I would recommend the Wimsy detective stories by Dorothy L Sayers. Imagine Jeeves and Wooster crossed with Sherlock Holmes, between about 1925-1940.

Everything by Ursula le Guin. Especially the Left Hand of Darkness, the Telling, and the Dispossessed. Sci-fi, but she does excellent characterisation and worldbuilding.
posted by His thoughts were red thoughts at 9:16 PM on November 22, 2011 [1 favorite]


I highly recommend Joseph Boyden's Through Black Spruce. It's a beautifully written piece of literature and at the same time, just a darn good story. I think it would match a lot of the things you're looking for: although it takes place in modern times, half the story is about an elderly aboriginal man who has to survive in the remote wilderness of Northern Ontario; the other half is about his niece, who leaves the north to search for her missing supermodel sister in Manhattan. Although the characters definitely don't have an easy time of it, it won't leave you feeling miserable. While it isn't a comic novel, the narrative voices are often quite dryly humorous.

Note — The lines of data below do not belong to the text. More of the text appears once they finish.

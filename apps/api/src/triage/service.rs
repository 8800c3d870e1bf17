//! Inbox triage orchestrator.
//!
//! Owns the inbox item lifecycle. Reprocess runs matcher, prompt builder,
//! completion client and schema validator in that order; confirm re-validates
//! the caller's payload and materializes it. Every multi-row write goes
//! through one [`TxRunner`] transaction.

use std::sync::Arc;

use chrono::{DateTime, Utc};
use serde::Serialize;
use serde_json::{json, Value};
use tracing::{info, warn};
use uuid::Uuid;

use crate::context::catalog::load_catalog;
use crate::context::matcher::match_rule;
use crate::context::resolve::resolve_context;
use crate::errors::AppError;
use crate::llm_client::CompletionClient;
use crate::models::entities::{
    ContextRef, Event, NewEvent, NewReminder, NewShoppingItem, NewShoppingList, NewTask, Reminder,
    ShoppingItem, ShoppingList, Task,
};
use crate::models::inbox::{
    AiSuggestion, InboxItem, InboxSource, InboxStatus, NewAiSuggestion, NewInboxItem,
    SuggestionType,
};
use crate::repository::{
    ContextRepository, InboxFilter, InboxRepository, ListOptions, Page, TxRepositories, TxRunner,
};

use super::prompts::{build_prompt, ContextHint, PromptInput};
use super::schema::{self, SuggestionPayload, ValidatedSuggestion};

/// Longest `last_error` kept on an item, in characters.
pub const MAX_LAST_ERROR_CHARS: usize = 500;

pub type Clock = fn() -> DateTime<Utc>;

#[derive(Debug, Clone, Default)]
pub struct CreateInboxItem {
    pub source: Option<String>,
    pub raw_text: String,
    pub raw_media_url: Option<String>,
}

#[derive(Debug, Clone, Default)]
pub struct InboxQuery {
    pub status: Option<String>,
    pub source: Option<String>,
    pub limit: Option<i64>,
    pub cursor: Option<String>,
}

#[derive(Debug, Clone)]
pub struct ConfirmInput {
    pub kind: String,
    pub title: String,
    pub flag_id: Option<String>,
    pub subflag_id: Option<String>,
    pub payload: Value,
}

/// An inbox item together with its most recent suggestion.
#[derive(Debug, Clone, Serialize)]
#[serde(rename_all = "camelCase")]
pub struct InboxItemView {
    #[serde(flatten)]
    pub item: InboxItem,
    pub suggestion: Option<AiSuggestion>,
}

/// Exactly one of the entity fields is set, matching `kind`.
#[derive(Debug, Clone, Serialize)]
#[serde(rename_all = "camelCase")]
pub struct ConfirmResult {
    #[serde(rename = "type")]
    pub kind: SuggestionType,
    #[serde(skip_serializing_if = "Option::is_none")]
    pub task: Option<Task>,
    #[serde(skip_serializing_if = "Option::is_none")]
    pub reminder: Option<Reminder>,
    #[serde(skip_serializing_if = "Option::is_none")]
    pub event: Option<Event>,
    #[serde(skip_serializing_if = "Option::is_none")]
    pub shopping_list: Option<ShoppingList>,
    #[serde(skip_serializing_if = "Vec::is_empty")]
    pub shopping_items: Vec<ShoppingItem>,
}

impl ConfirmResult {
    fn empty(kind: SuggestionType) -> Self {
        ConfirmResult {
            kind,
            task: None,
            reminder: None,
            event: None,
            shopping_list: None,
            shopping_items: Vec::new(),
        }
    }
}

pub struct InboxTriage {
    contexts: Arc<dyn ContextRepository>,
    inbox: Arc<dyn InboxRepository>,
    tx: Arc<dyn TxRunner>,
    client: Option<Arc<dyn CompletionClient>>,
    clock: Clock,
}

impl InboxTriage {
    pub fn new(
        contexts: Arc<dyn ContextRepository>,
        inbox: Arc<dyn InboxRepository>,
        tx: Arc<dyn TxRunner>,
        client: Option<Arc<dyn CompletionClient>>,
    ) -> Self {
        Self {
            contexts,
            inbox,
            tx,
            client,
            clock: Utc::now,
        }
    }

    pub fn with_clock(mut self, clock: Clock) -> Self {
        self.clock = clock;
        self
    }

    // ──────────────────────────────────────────────
    // Queries
    // ──────────────────────────────────────────────

    pub async fn create_item(
        &self,
        user_id: Uuid,
        input: CreateInboxItem,
    ) -> Result<InboxItem, AppError> {
        let raw_text = input.raw_text.trim();
        if raw_text.is_empty() {
            return Err(AppError::MissingRequiredFields);
        }
        let source = match input.source.as_deref().map(str::trim) {
            None | Some("") => InboxSource::Manual,
            Some(s) => s.parse().map_err(|_| AppError::InvalidSource)?,
        };
        let raw_media_url = input
            .raw_media_url
            .map(|u| u.trim().to_string())
            .filter(|u| !u.is_empty());

        let item = self
            .inbox
            .create_item(NewInboxItem {
                user_id,
                source,
                raw_text: raw_text.to_string(),
                raw_media_url,
            })
            .await?;
        info!("Inbox item {} created (source={})", item.id, item.source);
        Ok(item)
    }

    pub async fn list_items(
        &self,
        user_id: Uuid,
        query: InboxQuery,
    ) -> Result<Page<InboxItemView>, AppError> {
        let filter = InboxFilter {
            status: parse_filter(query.status.as_deref(), AppError::InvalidStatus)?,
            source: parse_filter(query.source.as_deref(), AppError::InvalidSource)?,
        };
        let opts = ListOptions {
            limit: query.limit.unwrap_or(0),
            cursor: query.cursor,
        };

        let page = self.inbox.list_items(user_id, &filter, &opts).await?;
        let mut items = Vec::with_capacity(page.items.len());
        for item in page.items {
            let suggestion = self.inbox.latest_suggestion(user_id, item.id).await?;
            items.push(InboxItemView { item, suggestion });
        }
        Ok(Page {
            items,
            next_cursor: page.next_cursor,
        })
    }

    pub async fn get_item(&self, user_id: Uuid, id: Uuid) -> Result<InboxItemView, AppError> {
        let item = self.inbox.get_item(user_id, id).await?;
        let suggestion = self.inbox.latest_suggestion(user_id, id).await?;
        Ok(InboxItemView { item, suggestion })
    }

    // ──────────────────────────────────────────────
    // Reprocess
    // ──────────────────────────────────────────────

    /// Classifies the item again.
    ///
    /// Provider and schema failures are not errors for the caller: the item
    /// lands in NEEDS_REVIEW with the diagnostic in `last_error`. Errors are
    /// returned only for bad input, missing wiring and storage failures.
    pub async fn reprocess(&self, user_id: Uuid, id: Uuid) -> Result<InboxItemView, AppError> {
        let client = self
            .client
            .clone()
            .ok_or(AppError::DependencyMissing("completion client"))?;

        let mut item = self.inbox.get_item(user_id, id).await?;
        if item.status.is_terminal() {
            return Err(AppError::InvalidStatus);
        }

        item.status = InboxStatus::Processing;
        item.last_error = None;
        let mut item = self.inbox.update_item(&item).await?;

        let profile = self.contexts.get_profile(user_id).await?;
        let catalog = load_catalog(self.contexts.as_ref(), user_id).await?;
        let options = catalog.options();
        let hint = match_rule(&item.raw_text, &catalog.rules).map(|m| ContextHint::from(&m));

        let prompt = build_prompt(&PromptInput {
            raw_text: &item.raw_text,
            locale: &profile.locale,
            timezone: &profile.timezone,
            now: Some((self.clock)()),
            contexts: &options,
            rules: &catalog.rules,
            hint,
        });

        let completion = match client.complete(&prompt).await {
            Ok(c) => c,
            Err(e) => return self.fail_processing(item, &e.to_string()).await,
        };
        let validated = match schema::validate(&completion.content) {
            Ok(v) => v,
            Err(e) => return self.fail_processing(item, &e.to_string()).await,
        };

        let (flag_id, subflag_id) =
            catalog.retain_known(validated.flag_id.as_deref(), validated.subflag_id.as_deref());
        let new_suggestion = suggestion_row(user_id, item.id, &validated, flag_id, subflag_id);

        let mut tx = self.tx.begin().await?;
        let suggestion = tx.create_suggestion(new_suggestion).await?;
        item.status = if suggestion.needs_review {
            InboxStatus::NeedsReview
        } else {
            InboxStatus::Suggested
        };
        item.last_error = None;
        let item = tx.update_item(&item).await?;
        tx.commit().await?;

        info!(
            "Inbox item {} reprocessed: status={}, type={}, model={}",
            item.id, item.status, suggestion.kind, completion.model
        );
        Ok(InboxItemView {
            item,
            suggestion: Some(suggestion),
        })
    }

    async fn fail_processing(
        &self,
        mut item: InboxItem,
        cause: &str,
    ) -> Result<InboxItemView, AppError> {
        let text = truncate_chars(cause, MAX_LAST_ERROR_CHARS);
        warn!("Inbox item {} needs review: {text}", item.id);
        item.status = InboxStatus::NeedsReview;
        item.last_error = Some(text);
        let item = self.inbox.update_item(&item).await?;
        Ok(InboxItemView {
            item,
            suggestion: None,
        })
    }

    // ──────────────────────────────────────────────
    // Confirm / dismiss
    // ──────────────────────────────────────────────

    pub async fn confirm(
        &self,
        user_id: Uuid,
        id: Uuid,
        input: ConfirmInput,
    ) -> Result<ConfirmResult, AppError> {
        let title = input.title.trim();
        if title.is_empty() || input.kind.trim().is_empty() {
            return Err(AppError::MissingRequiredFields);
        }
        let kind: SuggestionType = input.kind.parse().map_err(|_| AppError::InvalidType)?;
        if kind == SuggestionType::Note {
            return Err(AppError::InvalidType);
        }

        let mut item = self.inbox.get_item(user_id, id).await?;
        if item.status.is_terminal() {
            return Err(AppError::InvalidStatus);
        }
        if input.payload.is_null() {
            return Err(AppError::MissingRequiredFields);
        }

        let envelope = json!({
            "type": kind.as_str(),
            "title": title,
            "needs_review": false,
            "payload": input.payload,
        });
        let validated =
            schema::validate_value(envelope).map_err(|e| AppError::InvalidPayload(e.to_string()))?;

        let context = resolve_context(
            self.contexts.as_ref(),
            user_id,
            input.flag_id.as_deref(),
            input.subflag_id.as_deref(),
        )
        .await?;

        let mut tx = self.tx.begin().await?;
        let result =
            materialize(tx.as_mut(), user_id, item.id, &validated, context).await?;
        tx.create_suggestion(suggestion_row(
            user_id,
            item.id,
            &validated,
            context.flag_id,
            context.subflag_id,
        ))
        .await?;
        item.status = InboxStatus::Confirmed;
        item.last_error = None;
        tx.update_item(&item).await?;
        tx.commit().await?;

        info!("Inbox item {} confirmed as {}", item.id, result.kind);
        Ok(result)
    }

    /// Dismissing twice is fine; dismissing a confirmed item is not.
    pub async fn dismiss(&self, user_id: Uuid, id: Uuid) -> Result<InboxItem, AppError> {
        let mut item = self.inbox.get_item(user_id, id).await?;
        if item.status == InboxStatus::Confirmed {
            return Err(AppError::InvalidStatus);
        }
        item.status = InboxStatus::Dismissed;
        item.last_error = None;
        let item = self.inbox.update_item(&item).await?;
        info!("Inbox item {} dismissed", item.id);
        Ok(item)
    }
}

/// Writes the entity family for `validated` inside `tx`.
async fn materialize(
    tx: &mut dyn TxRepositories,
    user_id: Uuid,
    inbox_item_id: Uuid,
    validated: &ValidatedSuggestion,
    context: ContextRef,
) -> Result<ConfirmResult, AppError> {
    let title = validated.title.clone();
    let mut result = ConfirmResult::empty(validated.kind());

    match &validated.payload {
        SuggestionPayload::Task(p) => {
            let task = tx
                .create_task(NewTask {
                    user_id,
                    title,
                    due_at: p.due_at,
                    context,
                    source_inbox_item_id: inbox_item_id,
                })
                .await?;
            result.task = Some(task);
        }
        SuggestionPayload::Reminder(p) => {
            let reminder = tx
                .create_reminder(NewReminder {
                    user_id,
                    title,
                    remind_at: p.at,
                    context,
                    source_inbox_item_id: inbox_item_id,
                })
                .await?;
            result.reminder = Some(reminder);
        }
        SuggestionPayload::Event(p) => {
            let event = tx
                .create_event(NewEvent {
                    user_id,
                    title,
                    start_at: p.start,
                    end_at: p.end,
                    all_day: p.all_day,
                    context,
                    source_inbox_item_id: inbox_item_id,
                })
                .await?;
            result.event = Some(event);
        }
        SuggestionPayload::Shopping(p) => {
            let list = tx
                .create_shopping_list(NewShoppingList {
                    user_id,
                    title,
                    context,
                    source_inbox_item_id: inbox_item_id,
                })
                .await?;
            for (idx, entry) in p.items.iter().enumerate() {
                let created = tx
                    .create_shopping_item(NewShoppingItem {
                        user_id,
                        list_id: list.id,
                        title: entry.title.clone(),
                        quantity: entry.quantity.clone(),
                        sort_order: idx as i32,
                    })
                    .await?;
                result.shopping_items.push(created);
            }
            result.shopping_list = Some(list);
        }
        SuggestionPayload::Note(_) => return Err(AppError::InvalidType),
    }

    Ok(result)
}

fn suggestion_row(
    user_id: Uuid,
    inbox_item_id: Uuid,
    validated: &ValidatedSuggestion,
    flag_id: Option<Uuid>,
    subflag_id: Option<Uuid>,
) -> NewAiSuggestion {
    NewAiSuggestion {
        user_id,
        inbox_item_id,
        kind: validated.kind(),
        title: validated.title.clone(),
        confidence: validated.confidence,
        flag_id,
        subflag_id,
        needs_review: validated.needs_review,
        payload: validated.payload.to_json(),
    }
}

fn parse_filter<T: std::str::FromStr>(
    raw: Option<&str>,
    invalid: AppError,
) -> Result<Option<T>, AppError> {
    match raw.map(str::trim) {
        None | Some("") => Ok(None),
        Some(s) => s.parse().map(Some).map_err(|_| invalid),
    }
}

/// Cuts at a char boundary so multi-byte text never splits.
pub fn truncate_chars(text: &str, max: usize) -> String {
    match text.char_indices().nth(max) {
        Some((idx, _)) => text[..idx].to_string(),
        None => text.to_string(),
    }
}
// Triage prompt templates.
// The builder is pure: the same input always produces the same text.

use std::fmt::Write;

use chrono::{DateTime, SecondsFormat, Utc};
use uuid::Uuid;

use crate::context::catalog::ContextOption;
use crate::context::matcher::RuleMatch;
use crate::models::context::ContextRule;

pub const TRIAGE_PREAMBLE: &str = "\
You are an information extraction engine.
Return ONLY a valid JSON object. No markdown, no extra text.
Use RFC3339 timestamps.
";

pub const TRIAGE_OUTPUT_CONTRACT: &str = r#"Output JSON schema:
{"type":"task|reminder|event|shopping|note","title":"string","confidence":0.0,"context":{"flagId":"string","subflagId":"string|null"},"needs_review":true,"payload":{...}}
Payload by type:
- task: {"dueAt": "RFC3339|null"}
- reminder: {"at": "RFC3339"}
- event: {"start": "RFC3339", "end": "RFC3339", "allDay": true}
- shopping: {"items": [{"title": "string", "quantity": "string|null"}]}
- note: {"content": "string"}
Rules:
- Use needs_review=true when unsure.
- If type=event then end must be >= start.
- If type=shopping then items must be non-empty.
- If type=reminder then payload.at must exist.
"#;

/// A pre-computed context guess passed along to the model.
#[derive(Debug, Clone, PartialEq, Eq)]
pub struct ContextHint {
    pub flag_id: Uuid,
    pub subflag_id: Option<Uuid>,
    pub reason: String,
}

impl From<&RuleMatch> for ContextHint {
    fn from(m: &RuleMatch) -> Self {
        ContextHint {
            flag_id: m.flag_id,
            subflag_id: m.subflag_id,
            reason: format!("keyword:{}", m.keyword),
        }
    }
}

#[derive(Debug, Clone, Default)]
pub struct PromptInput<'a> {
    pub raw_text: &'a str,
    pub locale: &'a str,
    pub timezone: &'a str,
    pub now: Option<DateTime<Utc>>,
    pub contexts: &'a [ContextOption],
    pub rules: &'a [ContextRule],
    pub hint: Option<ContextHint>,
}

pub fn build_prompt(input: &PromptInput<'_>) -> String {
    let mut out = String::from(TRIAGE_PREAMBLE);

    // Writing into a String cannot fail.
    let _ = writeln!(out, "Locale: {}", input.locale.trim());
    let _ = writeln!(out, "Timezone: {}", input.timezone.trim());
    if let Some(now) = input.now {
        let _ = writeln!(
            out,
            "Now: {}",
            now.to_rfc3339_opts(SecondsFormat::Secs, true)
        );
    }
    out.push_str("Raw text:\n");
    let _ = writeln!(out, "{}", quote_block(input.raw_text));

    if !input.contexts.is_empty() {
        out.push_str("Available contexts:\n");
        for ctx in input.contexts {
            let _ = write!(out, "- flagId={} name={}", ctx.flag_id, ctx.flag_name);
            if let (Some(id), Some(name)) = (ctx.subflag_id, ctx.subflag_name.as_deref()) {
                let _ = write!(out, " subflagId={id} name={name}");
            }
            out.push('\n');
        }
    }

    if !input.rules.is_empty() {
        out.push_str("Context rules (keyword -> context):\n");
        for rule in input.rules {
            let _ = write!(out, "- \"{}\" -> flagId={}", rule.keyword, rule.flag_id);
            if let Some(sub) = rule.subflag_id {
                let _ = write!(out, " subflagId={sub}");
            }
            out.push('\n');
        }
    }

    if let Some(hint) = &input.hint {
        let _ = write!(out, "Hinted context: flagId={}", hint.flag_id);
        if let Some(sub) = hint.subflag_id {
            let _ = write!(out, " subflagId={sub}");
        }
        if !hint.reason.is_empty() {
            let _ = write!(out, " (reason: {})", hint.reason);
        }
        out.push('\n');
    }

    out.push_str(TRIAGE_OUTPUT_CONTRACT);
    out
}

/// Trims, escapes double quotes and wraps the text in quotes.
fn quote_block(text: &str) -> String {
    format!("\"{}\"", text.trim().replace('"', "\\\""))
}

I recently taught it to a group of non-English majors who are mostly kind of indifferent to fiction. Much to my surprise and delight, the entire group latched on to it with great gusto and discussed it passionately every class. Listening to them, you would think the characters they were talking about were real-life friends and acquaintances. Several of them told me that they'd had to force themselves to put it down so they could go to sleep or go to their biology class or cook dinner for their kids; many of them said it was the first novel they'd actually enjoyed.
posted by hurdy gurdy girl at 9:24 PM on November 22, 2011


In the non-fiction department: both "The Lost City of Z" and "The Devil and Sherlock Holmes" by David Grann are very well-written and gripping reads. Simply couldn't put down "The Lost City..."!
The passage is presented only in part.